A História se inicia com a invenção da escrita. Contudo, não foi a mesma a partir da invenção da fotografia. Enquanto só podemos ter um vislumbre da derrota de Napoleão na Batalha de Leipzig através das pinturas, as fotos dos mortos em combate na Batalha de Gettysburg traz uma outra visão: “isto aconteceu”. “Desse jeito”.

Não havia mais necessidade de pinturas, que, por mais fiéis que fossem, ainda assim não chegavam perto da crueza do registro que a fotografia era capaz de fazer. Portanto, ela passou a ser usada para rechear os arquivos históricos de qualquer instituição ou órgão governamental. Podemos acompanhar o crescimento de uma cidade a partir de sucessivas fotografias, por exemplo.

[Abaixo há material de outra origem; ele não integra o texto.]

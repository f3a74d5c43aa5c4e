//! Numerical aperture to half-angle conversion.

use std::f64::consts::FRAC_PI_2;

use crate::error::{ScatterError, ScatterResult};

/// Convert a numerical aperture to the half-angle of its acceptance cone.
///
/// For `na <= 1` this is `asin(na)`. Apertures above one extend the cone
/// past the equator: `asin(na - 1) + π/2`, so `na = 2` covers the full
/// sphere. Both branches meet at `na = 1` with a value of `π/2`.
///
/// # Errors
///
/// Returns [`ScatterError::InvalidNumericalAperture`] if `na` is negative,
/// NaN, or above 2 (where the upper branch has no real arcsine).
///
/// # Example
///
/// ```
/// use scatter_math::na_to_angle;
///
/// let angle = na_to_angle(0.5).unwrap();
/// assert!((angle - 0.5_f64.asin()).abs() < 1e-12);
/// ```
pub fn na_to_angle(na: f64) -> ScatterResult<f64> {
    if !(0.0..=2.0).contains(&na) {
        return Err(ScatterError::InvalidNumericalAperture(na));
    }

    if na <= 1.0 {
        Ok(na.asin())
    } else {
        Ok((na - 1.0).asin() + FRAC_PI_2)
    }
}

As fotografias, no entanto, não são garantia de verdade, uma vez que podem ser manipuladas ou usadas de acordo com uma finalidade ideológica específica. Stalin obliterou Trotsky das fotos em que ambos apareciam juntos. A fotografia, aqui, confirma o que não houve, serve a um propósito maior de correção ideológica implantada pelo regime comunista.

Uma faceta interessante da fotografia como registro histórico é que ela permitiu que se registrassem as imagens de pessoas em larga escala. Vários fotógrafos atingiram a notoriedade por levantar, com certa objetividade, o estilo de vida e as características de uma determinada população, como Dorothea Lange, nos Estados Unidos, e Pierre Verger, no Brasil.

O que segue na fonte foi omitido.